En este amanecer sin sonidos, recorro los rincones del suelo de la casa por donde se ha posado mi mirada para encontrarme con la tuya durante tanto tiempo. La casa con este nuevo y desconocido mutismo es ahora más pequeña. Te busco y solo veo un rastro de silencios. Observar su canasto vacío, su viejo cacharro azul para beber, sus pequeñas cosas, y los mil detalles en los que configuraba mis días en torno a ella, me fractura el alma. Comprendo a esos fieles perros que esperan a sus dueños para siempre, abrazados al último lugar donde reposaron. Yo también la esperaría.
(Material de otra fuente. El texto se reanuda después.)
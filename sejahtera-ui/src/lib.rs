//! Core of the sejahtera planner UI.
//!
//! This crate holds the pieces every component builds on:
//!
//! - [`Color`] and [`Dp`] for describing appearance and layout,
//! - [`State`] handles for per-instance component state,
//! - the [`FrameClock`] that drives animations one display refresh at a time,
//! - [`Scene`]s of [`DrawCommand`]s and the [`SvgRenderer`] that turns them
//!   into SVG documents,
//! - [`logging::init_tracing`] for binaries.
//!
//! Components live in `sejahtera-components`.
//!
//! # Animating with the frame clock
//!
//! ```
//! use sejahtera_ui::{FrameClock, FrameNanosControl, State};
//!
//! let mut clock = FrameClock::new();
//! let value = State::new(0.0_f32);
//! let driver = value.clone();
//! clock.receive_frame_nanos(move |nanos| {
//!     let t = (nanos as f32 / 100_000_000.0).min(1.0);
//!     driver.set(t);
//!     if t < 1.0 {
//!         FrameNanosControl::Continue
//!     } else {
//!         FrameNanosControl::Stop
//!     }
//! });
//! clock.tick(50_000_000);
//! assert_eq!(value.get(), 0.5);
//! clock.tick(100_000_000);
//! assert!(!clock.has_pending());
//! ```
#![deny(missing_docs, clippy::unwrap_used)]

pub mod color;
pub mod dp;
pub mod dyn_eq;
pub mod frame;
pub mod logging;
pub mod renderer;
pub mod scene;
pub mod state;

pub use crate::{
    color::Color,
    dp::Dp,
    frame::{FrameClock, FrameNanosControl},
    renderer::{DrawCommand, PipelineRegistry, RenderError, SvgPipeline, SvgRenderer, SvgWriter},
    scene::{ComputedData, Layer, Rotation, Scene},
    state::State,
};
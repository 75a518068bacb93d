//! Pipeline registry dispatching draw commands to their SVG pipelines.

use std::marker::PhantomData;

use super::{DrawCommand, RenderError, SvgWriter};

/// Renders one draw command type into SVG markup.
///
/// # Example
///
/// ```
/// use sejahtera_ui::{
///     DrawCommand,
///     renderer::{RenderError, SvgPipeline, SvgWriter},
/// };
///
/// #[derive(Debug, Clone, PartialEq)]
/// struct DotCommand {
///     radius: f32,
/// }
///
/// impl DrawCommand for DotCommand {}
///
/// struct DotPipeline;
///
/// impl SvgPipeline<DotCommand> for DotPipeline {
///     fn draw(&mut self, command: &DotCommand, out: &mut SvgWriter) -> Result<(), RenderError> {
///         out.element("circle", &[("r", SvgWriter::number(command.radius))])
///     }
/// }
/// ```
pub trait SvgPipeline<T: DrawCommand> {
    /// Writes the markup for a single command.
    fn draw(&mut self, command: &T, out: &mut SvgWriter) -> Result<(), RenderError>;
}

trait ErasedSvgPipeline {
    /// Returns `None` when the command is not of this pipeline's type.
    fn draw_erased(
        &mut self,
        command: &dyn DrawCommand,
        out: &mut SvgWriter,
    ) -> Option<Result<(), RenderError>>;
}

struct SvgPipelineImpl<T: DrawCommand, P: SvgPipeline<T>> {
    pipeline: P,
    _marker: PhantomData<T>,
}

impl<T: DrawCommand + 'static, P: SvgPipeline<T>> ErasedSvgPipeline for SvgPipelineImpl<T, P> {
    fn draw_erased(
        &mut self,
        command: &dyn DrawCommand,
        out: &mut SvgWriter,
    ) -> Option<Result<(), RenderError>> {
        command
            .as_any()
            .downcast_ref::<T>()
            .map(|command| self.pipeline.draw(command, out))
    }
}

/// Registry of SVG pipelines, keyed by the command type they handle.
///
/// Lookup is linear in registration order.
#[derive(Default)]
pub struct PipelineRegistry {
    pipelines: Vec<Box<dyn ErasedSvgPipeline>>,
}

impl PipelineRegistry {
    /// Registers a pipeline for commands of type `T`.
    pub fn register<T: DrawCommand + 'static, P: SvgPipeline<T> + 'static>(&mut self, pipeline: P) {
        self.pipelines.push(Box::new(SvgPipelineImpl::<T, P> {
            pipeline,
            _marker: PhantomData,
        }));
    }

    /// Dispatches `command` to the first pipeline that accepts its type.
    pub fn dispatch(
        &mut self,
        command: &dyn DrawCommand,
        out: &mut SvgWriter,
    ) -> Result<(), RenderError> {
        for pipeline in self.pipelines.iter_mut() {
            if let Some(result) = pipeline.draw_erased(command, out) {
                return result;
            }
        }
        Err(RenderError::NoPipeline {
            command: command.command_name(),
        })
    }
}
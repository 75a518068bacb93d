//! Arc strokes for circular progress indicators.
//!
//! ## Usage
//!
//! Push [`ProgressArcCommand`]s into a scene and register
//! [`ProgressArcPipeline`] with the renderer.

pub mod command;
pub mod pipeline;

pub use command::{ArcDash, ProgressArcCap, ProgressArcCommand};
pub use pipeline::ProgressArcPipeline;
Te llevas lo mejor de mí. Te llevas el tiempo, el presente continuo. Te llevas la pureza, la luz, incluso a través del cristal plateado. El reposo donde el ruido del mundo cesaba. Yo sólo quisiera volver a besar tu noble cabeza, acariciar tu suave pelaje. Sostenerte una vez más en mis brazos, verte corretear en un prado verde y perseguir las olas en una playa. Retener esa armonía. Qué maravilloso fue el compartir tu inocente presencia, has sido un verdadero milagro. La perrita más bonita que ha existido en este mundo.
Hermosa historia; simplemente un acto purísimo de amor compartido…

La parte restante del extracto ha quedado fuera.